#### [WHAT YOU SHOULD DO]
Go through the material below, find each line with the word "async", and copy those lines.

#### [RECORDS]
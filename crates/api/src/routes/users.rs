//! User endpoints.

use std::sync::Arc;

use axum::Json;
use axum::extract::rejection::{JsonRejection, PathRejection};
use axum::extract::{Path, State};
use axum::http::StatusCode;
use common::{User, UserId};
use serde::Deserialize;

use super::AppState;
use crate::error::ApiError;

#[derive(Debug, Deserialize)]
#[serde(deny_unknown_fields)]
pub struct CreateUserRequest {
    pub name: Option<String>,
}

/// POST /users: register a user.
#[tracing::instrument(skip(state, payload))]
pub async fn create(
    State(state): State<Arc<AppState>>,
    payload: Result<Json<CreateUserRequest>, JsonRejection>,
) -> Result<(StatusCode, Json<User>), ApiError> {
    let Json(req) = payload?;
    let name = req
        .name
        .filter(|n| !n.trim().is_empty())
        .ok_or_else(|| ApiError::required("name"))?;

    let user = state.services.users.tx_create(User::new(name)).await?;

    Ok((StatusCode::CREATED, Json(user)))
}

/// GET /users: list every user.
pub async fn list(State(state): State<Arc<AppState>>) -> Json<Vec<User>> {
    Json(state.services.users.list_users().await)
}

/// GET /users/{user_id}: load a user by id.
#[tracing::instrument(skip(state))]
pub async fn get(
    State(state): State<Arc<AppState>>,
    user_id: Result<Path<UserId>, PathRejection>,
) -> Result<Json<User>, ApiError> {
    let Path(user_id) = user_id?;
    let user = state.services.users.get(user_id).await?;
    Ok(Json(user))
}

...

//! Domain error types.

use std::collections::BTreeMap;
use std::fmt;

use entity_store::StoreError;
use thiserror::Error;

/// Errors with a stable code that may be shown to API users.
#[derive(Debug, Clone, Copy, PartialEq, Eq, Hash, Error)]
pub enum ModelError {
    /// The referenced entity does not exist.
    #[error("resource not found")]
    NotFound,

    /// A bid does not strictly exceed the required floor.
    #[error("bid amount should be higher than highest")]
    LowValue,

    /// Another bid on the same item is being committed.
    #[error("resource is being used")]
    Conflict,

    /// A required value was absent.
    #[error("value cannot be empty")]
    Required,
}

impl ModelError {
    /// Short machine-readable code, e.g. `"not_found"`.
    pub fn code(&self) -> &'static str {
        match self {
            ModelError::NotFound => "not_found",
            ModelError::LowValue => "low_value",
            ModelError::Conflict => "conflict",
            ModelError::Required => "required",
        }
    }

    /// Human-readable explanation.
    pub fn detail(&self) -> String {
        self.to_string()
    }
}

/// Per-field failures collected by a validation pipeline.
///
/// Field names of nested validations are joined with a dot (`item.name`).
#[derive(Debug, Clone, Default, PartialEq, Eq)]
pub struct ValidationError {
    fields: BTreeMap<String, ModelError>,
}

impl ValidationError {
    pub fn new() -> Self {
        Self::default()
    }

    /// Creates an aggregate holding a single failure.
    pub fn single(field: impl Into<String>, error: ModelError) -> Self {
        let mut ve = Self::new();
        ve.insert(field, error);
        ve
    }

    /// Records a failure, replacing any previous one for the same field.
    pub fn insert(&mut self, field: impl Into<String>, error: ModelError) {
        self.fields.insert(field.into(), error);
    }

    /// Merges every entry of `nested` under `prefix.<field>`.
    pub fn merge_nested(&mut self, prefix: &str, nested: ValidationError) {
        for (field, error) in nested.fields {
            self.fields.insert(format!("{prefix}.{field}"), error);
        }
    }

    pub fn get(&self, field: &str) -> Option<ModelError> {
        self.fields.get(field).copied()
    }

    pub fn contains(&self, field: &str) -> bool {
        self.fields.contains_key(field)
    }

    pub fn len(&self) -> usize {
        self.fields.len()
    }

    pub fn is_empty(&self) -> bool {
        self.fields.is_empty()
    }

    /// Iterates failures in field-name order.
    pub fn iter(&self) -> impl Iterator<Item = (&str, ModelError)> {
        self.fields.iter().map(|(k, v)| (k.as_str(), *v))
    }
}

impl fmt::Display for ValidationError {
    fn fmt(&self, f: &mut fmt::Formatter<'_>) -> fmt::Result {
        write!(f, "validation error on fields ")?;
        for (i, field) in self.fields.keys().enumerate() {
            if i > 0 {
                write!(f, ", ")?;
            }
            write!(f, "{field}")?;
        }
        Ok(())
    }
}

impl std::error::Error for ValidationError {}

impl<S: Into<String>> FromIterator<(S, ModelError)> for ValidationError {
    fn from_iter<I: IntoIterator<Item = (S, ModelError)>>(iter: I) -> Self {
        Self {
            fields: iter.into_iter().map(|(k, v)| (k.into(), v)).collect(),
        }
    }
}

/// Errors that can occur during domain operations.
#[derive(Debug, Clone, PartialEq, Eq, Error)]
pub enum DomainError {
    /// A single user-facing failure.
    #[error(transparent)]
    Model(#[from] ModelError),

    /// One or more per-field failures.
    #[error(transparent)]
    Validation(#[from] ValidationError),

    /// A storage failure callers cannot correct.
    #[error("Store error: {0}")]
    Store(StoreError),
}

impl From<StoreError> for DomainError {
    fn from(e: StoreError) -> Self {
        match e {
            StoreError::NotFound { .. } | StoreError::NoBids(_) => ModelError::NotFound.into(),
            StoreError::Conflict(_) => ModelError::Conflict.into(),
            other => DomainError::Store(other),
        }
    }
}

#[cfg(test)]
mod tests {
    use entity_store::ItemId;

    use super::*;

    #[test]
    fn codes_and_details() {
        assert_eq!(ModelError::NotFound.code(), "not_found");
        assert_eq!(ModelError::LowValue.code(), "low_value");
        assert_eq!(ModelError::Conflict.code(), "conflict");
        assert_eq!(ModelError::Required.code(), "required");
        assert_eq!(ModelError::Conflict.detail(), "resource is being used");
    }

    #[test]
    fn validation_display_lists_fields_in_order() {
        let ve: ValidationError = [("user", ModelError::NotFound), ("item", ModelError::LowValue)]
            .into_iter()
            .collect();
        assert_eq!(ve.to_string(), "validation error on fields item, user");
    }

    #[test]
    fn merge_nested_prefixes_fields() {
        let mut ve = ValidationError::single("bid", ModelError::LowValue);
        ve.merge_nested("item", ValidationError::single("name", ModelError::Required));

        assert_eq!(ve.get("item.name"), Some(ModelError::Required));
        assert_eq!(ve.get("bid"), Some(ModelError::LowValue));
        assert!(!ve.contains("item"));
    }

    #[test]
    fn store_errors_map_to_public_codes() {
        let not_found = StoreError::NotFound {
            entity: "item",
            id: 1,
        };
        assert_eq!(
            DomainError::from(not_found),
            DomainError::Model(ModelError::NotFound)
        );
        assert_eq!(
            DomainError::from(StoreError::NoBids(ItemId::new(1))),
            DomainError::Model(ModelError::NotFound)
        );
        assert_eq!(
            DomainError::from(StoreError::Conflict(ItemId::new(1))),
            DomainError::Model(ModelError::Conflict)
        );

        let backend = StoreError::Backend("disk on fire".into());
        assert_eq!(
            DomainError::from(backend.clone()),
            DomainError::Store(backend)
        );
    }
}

#### [ANSWER FOR THIS EXERCISE]
pub async fn create(
pub async fn list(State(state): State<Arc<AppState>>) -> Json<Vec<User>> {
pub async fn get(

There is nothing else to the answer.